-- TASK MATERIAL follows --

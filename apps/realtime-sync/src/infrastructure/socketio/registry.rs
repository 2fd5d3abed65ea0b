//! Event Handler Registry
//!
//! Maps event names to the handlers registered for them. Each registration
//! gets its own id, so cancelling one subscription removes exactly that
//! handler even when the same closure was registered twice.
//!
//! Dispatch snapshots the handler list and runs every handler on its own
//! task. Handler errors are logged and counted here and never reach the
//! connection loop.

use std::collections::HashMap;
use std::sync::atomic::{AtomicU64, Ordering};
use std::sync::{Arc, Weak};

use parking_lot::RwLock;
use serde_json::Value;
use tokio::task::JoinHandle;

use crate::application::ports::{EventHandler, Subscription};
use crate::infrastructure::metrics;

/// Registered handlers keyed by event name.
#[derive(Default)]
pub struct EventRegistry {
    next_id: AtomicU64,
    handlers: RwLock<HashMap<String, Vec<(u64, EventHandler)>>>,
    failures: Arc<AtomicU64>,
}

impl EventRegistry {
    /// Create an empty registry.
    #[must_use]
    pub fn new() -> Self {
        Self::default()
    }

    /// Add `handler` for `event`.
    ///
    /// The subscription only holds a weak reference, so it can outlive the
    /// registry and cancel into nothing.
    pub fn register(self: &Arc<Self>, event: &str, handler: EventHandler) -> Subscription {
        let id = self.next_id.fetch_add(1, Ordering::Relaxed);
        self.handlers
            .write()
            .entry(event.to_string())
            .or_default()
            .push((id, handler));

        tracing::trace!(event, id, "Handler registered");

        let registry: Weak<Self> = Arc::downgrade(self);
        let name = event.to_string();
        Subscription::new(event, move || {
            if let Some(registry) = registry.upgrade() {
                registry.remove(&name, id);
            }
        })
    }

    /// Remove one registration. Returns whether it was present.
    pub fn remove(&self, event: &str, id: u64) -> bool {
        let mut handlers = self.handlers.write();
        let Some(list) = handlers.get_mut(event) else {
            return false;
        };

        let before = list.len();
        list.retain(|(handler_id, _)| *handler_id != id);
        let removed = list.len() != before;
        if list.is_empty() {
            handlers.remove(event);
        }

        if removed {
            tracing::trace!(event, id, "Handler removed");
        }
        removed
    }

    /// Handlers currently registered for `event`.
    #[must_use]
    pub fn handler_count(&self, event: &str) -> usize {
        self.handlers.read().get(event).map_or(0, Vec::len)
    }

    /// Handlers registered across all events.
    #[must_use]
    pub fn total_handlers(&self) -> usize {
        self.handlers.read().values().map(Vec::len).sum()
    }

    /// Event names with at least one handler, sorted.
    #[must_use]
    pub fn registrations(&self) -> Vec<String> {
        let mut events: Vec<String> = self.handlers.read().keys().cloned().collect();
        events.sort();
        events
    }

    /// Handler invocations that returned an error so far.
    #[must_use]
    pub fn handler_failures(&self) -> u64 {
        self.failures.load(Ordering::SeqCst)
    }

    /// Run every handler registered for `event` with `payload`.
    ///
    /// Returns the spawned tasks; callers that do not care about completion
    /// can drop them.
    pub fn dispatch(&self, event: &str, payload: Option<Value>) -> Vec<JoinHandle<()>> {
        let handlers: Vec<EventHandler> = self
            .handlers
            .read()
            .get(event)
            .map(|list| list.iter().map(|(_, handler)| Arc::clone(handler)).collect())
            .unwrap_or_default();

        if handlers.is_empty() {
            tracing::trace!(event, "No handlers for event");
            return Vec::new();
        }

        handlers
            .into_iter()
            .map(|handler| {
                let future = handler(payload.clone());
                let failures = Arc::clone(&self.failures);
                let event = event.to_string();
                tokio::spawn(async move {
                    if let Err(e) = future.await {
                        failures.fetch_add(1, Ordering::SeqCst);
                        metrics::record_handler_failure(&event);
                        tracing::error!(event = %event, error = %e, "Event handler failed");
                    }
                })
            })
            .collect()
    }
}

impl std::fmt::Debug for EventRegistry {
    fn fmt(&self, f: &mut std::fmt::Formatter<'_>) -> std::fmt::Result {
        f.debug_struct("EventRegistry")
            .field("events", &self.registrations())
            .field("handlers", &self.total_handlers())
            .field("failures", &self.handler_failures())
            .finish_non_exhaustive()
    }
}

#[cfg(test)]
mod tests {
    use std::sync::atomic::AtomicUsize;

    use serde_json::json;

    use super::*;
    use crate::application::ports::{FetchError, HandlerError, event_handler};

    fn counting(counter: &Arc<AtomicUsize>) -> EventHandler {
        let counter = Arc::clone(counter);
        event_handler(move |_payload| {
            let counter = Arc::clone(&counter);
            async move {
                counter.fetch_add(1, Ordering::SeqCst);
                Ok(())
            }
        })
    }

    async fn join(tasks: Vec<JoinHandle<()>>) {
        for task in tasks {
            task.await.unwrap();
        }
    }

    #[tokio::test]
    async fn dispatch_reaches_every_handler_for_the_event() {
        let registry = Arc::new(EventRegistry::new());
        let calls = Arc::new(AtomicUsize::new(0));
        let _a = registry.register("epoch_synced", counting(&calls));
        let _b = registry.register("epoch_synced", counting(&calls));
        let _other = registry.register("trades_updated", counting(&Arc::new(AtomicUsize::new(0))));

        join(registry.dispatch("epoch_synced", None)).await;
        assert_eq!(calls.load(Ordering::SeqCst), 2);
    }

    #[tokio::test]
    async fn handlers_receive_the_payload() {
        let registry = Arc::new(EventRegistry::new());
        let seen = Arc::new(parking_lot::Mutex::new(None));
        let sink = Arc::clone(&seen);
        let _sub = registry.register(
            "qtreatz_overview_updated",
            event_handler(move |payload| {
                let sink = Arc::clone(&sink);
                async move {
                    *sink.lock() = payload;
                    Ok(())
                }
            }),
        );

        join(registry.dispatch("qtreatz_overview_updated", Some(json!({ "totalPool": 600 })))).await;
        assert_eq!(*seen.lock(), Some(json!({ "totalPool": 600 })));
    }

    #[tokio::test]
    async fn cancelling_removes_only_that_registration() {
        let registry = Arc::new(EventRegistry::new());
        let calls = Arc::new(AtomicUsize::new(0));
        let handler = counting(&calls);
        let first = registry.register("trades_updated", Arc::clone(&handler));
        let _second = registry.register("trades_updated", handler);

        first.cancel();
        assert_eq!(registry.handler_count("trades_updated"), 1);

        join(registry.dispatch("trades_updated", None)).await;
        assert_eq!(calls.load(Ordering::SeqCst), 1);
    }

    #[test]
    fn dropping_last_subscription_forgets_the_event() {
        let registry = Arc::new(EventRegistry::new());
        let sub = registry.register("transfers_updated", counting(&Arc::new(AtomicUsize::new(0))));
        assert_eq!(registry.registrations(), vec!["transfers_updated".to_string()]);

        drop(sub);
        assert!(registry.registrations().is_empty());
        assert_eq!(registry.total_handlers(), 0);
    }

    #[test]
    fn subscription_outliving_registry_is_harmless() {
        let registry = Arc::new(EventRegistry::new());
        let sub = registry.register("epoch_synced", counting(&Arc::new(AtomicUsize::new(0))));
        drop(registry);
        sub.cancel();
        assert!(sub.is_cancelled());
    }

    #[tokio::test]
    async fn failures_are_counted_not_propagated() {
        let registry = Arc::new(EventRegistry::new());
        let _sub = registry.register(
            "trades_updated",
            event_handler(|_payload| async {
                Err(HandlerError::Fetch(FetchError::Network("down".to_string())))
            }),
        );

        join(registry.dispatch("trades_updated", None)).await;
        join(registry.dispatch("trades_updated", None)).await;
        assert_eq!(registry.handler_failures(), 2);
    }

    #[test]
    fn unknown_event_dispatches_nothing() {
        let registry = EventRegistry::new();
        assert!(registry.dispatch("unknown", None).is_empty());
        assert!(!registry.remove("unknown", 0));
    }
}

-- TASK MATERIAL concluded --

**ASSIGNMENT**
Write a verbatim copy of the listing above.

**ANSWER TO THE EXERCISE**
filename apps/realtime-sync/src/infrastructure/socketio/registry.rs
repository 2fd5d3abed65ea0b
//! Event Handler Registry
//!
//! Maps event names to the handlers registered for them. Each registration
//! gets its own id, so cancelling one subscription removes exactly that
//! handler even when the same closure was registered twice.
//!
//! Dispatch snapshots the handler list and runs every handler on its own
//! task. Handler errors are logged and counted here and never reach the
//! connection loop.

use std::collections::HashMap;
use std::sync::atomic::{AtomicU64, Ordering};
use std::sync::{Arc, Weak};

use parking_lot::RwLock;
use serde_json::Value;
use tokio::task::JoinHandle;

use crate::application::ports::{EventHandler, Subscription};
use crate::infrastructure::metrics;

/// Registered handlers keyed by event name.
#[derive(Default)]
pub struct EventRegistry {
    next_id: AtomicU64,
    handlers: RwLock<HashMap<String, Vec<(u64, EventHandler)>>>,
    failures: Arc<AtomicU64>,
}

impl EventRegistry {
    /// Create an empty registry.
    #[must_use]
    pub fn new() -> Self {
        Self::default()
    }

    /// Add `handler` for `event`.
    ///
    /// The subscription only holds a weak reference, so it can outlive the
    /// registry and cancel into nothing.
    pub fn register(self: &Arc<Self>, event: &str, handler: EventHandler) -> Subscription {
        let id = self.next_id.fetch_add(1, Ordering::Relaxed);
        self.handlers
            .write()
            .entry(event.to_string())
            .or_default()
            .push((id, handler));

        tracing::trace!(event, id, "Handler registered");

        let registry: Weak<Self> = Arc::downgrade(self);
        let name = event.to_string();
        Subscription::new(event, move || {
            if let Some(registry) = registry.upgrade() {
                registry.remove(&name, id);
            }
        })
    }

    /// Remove one registration. Returns whether it was present.
    pub fn remove(&self, event: &str, id: u64) -> bool {
        let mut handlers = self.handlers.write();
        let Some(list) = handlers.get_mut(event) else {
            return false;
        };

        let before = list.len();
        list.retain(|(handler_id, _)| *handler_id != id);
        let removed = list.len() != before;
        if list.is_empty() {
            handlers.remove(event);
        }

        if removed {
            tracing::trace!(event, id, "Handler removed");
        }
        removed
    }

    /// Handlers currently registered for `event`.
    #[must_use]
    pub fn handler_count(&self, event: &str) -> usize {
        self.handlers.read().get(event).map_or(0, Vec::len)
    }

    /// Handlers registered across all events.
    #[must_use]
    pub fn total_handlers(&self) -> usize {
        self.handlers.read().values().map(Vec::len).sum()
    }

    /// Event names with at least one handler, sorted.
    #[must_use]
    pub fn registrations(&self) -> Vec<String> {
        let mut events: Vec<String> = self.handlers.read().keys().cloned().collect();
        events.sort();
        events
    }

    /// Handler invocations that returned an error so far.
    #[must_use]
    pub fn handler_failures(&self) -> u64 {
        self.failures.load(Ordering::SeqCst)
    }

    /// Run every handler registered for `event` with `payload`.
    ///
    /// Returns the spawned tasks; callers that do not care about completion
    /// can drop them.
    pub fn dispatch(&self, event: &str, payload: Option<Value>) -> Vec<JoinHandle<()>> {
        let handlers: Vec<EventHandler> = self
            .handlers
            .read()
            .get(event)
            .map(|list| list.iter().map(|(_, handler)| Arc::clone(handler)).collect())
            .unwrap_or_default();

        if handlers.is_empty() {
            tracing::trace!(event, "No handlers for event");
            return Vec::new();
        }

        handlers
            .into_iter()
            .map(|handler| {
                let future = handler(payload.clone());
                let failures = Arc::clone(&self.failures);
                let event = event.to_string();
                tokio::spawn(async move {
                    if let Err(e) = future.await {
                        failures.fetch_add(1, Ordering::SeqCst);
                        metrics::record_handler_failure(&event);
                        tracing::error!(event = %event, error = %e, "Event handler failed");
                    }
                })
            })
            .collect()
    }
}

impl std::fmt::Debug for EventRegistry {
    fn fmt(&self, f: &mut std::fmt::Formatter<'_>) -> std::fmt::Result {
        f.debug_struct("EventRegistry")
            .field("events", &self.registrations())
            .field("handlers", &self.total_handlers())
            .field("failures", &self.handler_failures())
            .finish_non_exhaustive()
    }
}

#[cfg(test)]
mod tests {
    use std::sync::atomic::AtomicUsize;

    use serde_json::json;

    use super::*;
    use crate::application::ports::{FetchError, HandlerError, event_handler};

    fn counting(counter: &Arc<AtomicUsize>) -> EventHandler {
        let counter = Arc::clone(counter);
        event_handler(move |_payload| {
            let counter = Arc::clone(&counter);
            async move {
                counter.fetch_add(1, Ordering::SeqCst);
                Ok(())
            }
        })
    }

    async fn join(tasks: Vec<JoinHandle<()>>) {
        for task in tasks {
            task.await.unwrap();
        }
    }

    #[tokio::test]
    async fn dispatch_reaches_every_handler_for_the_event() {
        let registry = Arc::new(EventRegistry::new());
        let calls = Arc::new(AtomicUsize::new(0));
        let _a = registry.register("epoch_synced", counting(&calls));
        let _b = registry.register("epoch_synced", counting(&calls));
        let _other = registry.register("trades_updated", counting(&Arc::new(AtomicUsize::new(0))));

        join(registry.dispatch("epoch_synced", None)).await;
        assert_eq!(calls.load(Ordering::SeqCst), 2);
    }

    #[tokio::test]
    async fn handlers_receive_the_payload() {
        let registry = Arc::new(EventRegistry::new());
        let seen = Arc::new(parking_lot::Mutex::new(None));
        let sink = Arc::clone(&seen);
        let _sub = registry.register(
            "qtreatz_overview_updated",
            event_handler(move |payload| {
                let sink = Arc::clone(&sink);
                async move {
                    *sink.lock() = payload;
                    Ok(())
                }
            }),
        );

        join(registry.dispatch("qtreatz_overview_updated", Some(json!({ "totalPool": 600 })))).await;
        assert_eq!(*seen.lock(), Some(json!({ "totalPool": 600 })));
    }

    #[tokio::test]
    async fn cancelling_removes_only_that_registration() {
        let registry = Arc::new(EventRegistry::new());
        let calls = Arc::new(AtomicUsize::new(0));
        let handler = counting(&calls);
        let first = registry.register("trades_updated", Arc::clone(&handler));
        let _second = registry.register("trades_updated", handler);

        first.cancel();
        assert_eq!(registry.handler_count("trades_updated"), 1);

        join(registry.dispatch("trades_updated", None)).await;
        assert_eq!(calls.load(Ordering::SeqCst), 1);
    }

    #[test]
    fn dropping_last_subscription_forgets_the_event() {
        let registry = Arc::new(EventRegistry::new());
        let sub = registry.register("transfers_updated", counting(&Arc::new(AtomicUsize::new(0))));
        assert_eq!(registry.registrations(), vec!["transfers_updated".to_string()]);

        drop(sub);
        assert!(registry.registrations().is_empty());
        assert_eq!(registry.total_handlers(), 0);
    }

    #[test]
    fn subscription_outliving_registry_is_harmless() {
        let registry = Arc::new(EventRegistry::new());
        let sub = registry.register("epoch_synced", counting(&Arc::new(AtomicUsize::new(0))));
        drop(registry);
        sub.cancel();
        assert!(sub.is_cancelled());
    }

    #[tokio::test]
    async fn failures_are_counted_not_propagated() {
        let registry = Arc::new(EventRegistry::new());
        let _sub = registry.register(
            "trades_updated",
            event_handler(|_payload| async {
                Err(HandlerError::Fetch(FetchError::Network("down".to_string())))
            }),
        );

        join(registry.dispatch("trades_updated", None)).await;
        join(registry.dispatch("trades_updated", None)).await;
        assert_eq!(registry.handler_failures(), 2);
    }

    #[test]
    fn unknown_event_dispatches_nothing() {
        let registry = EventRegistry::new();
        assert!(registry.dispatch("unknown", None).is_empty());
        assert!(!registry.remove("unknown", 0));
    }
}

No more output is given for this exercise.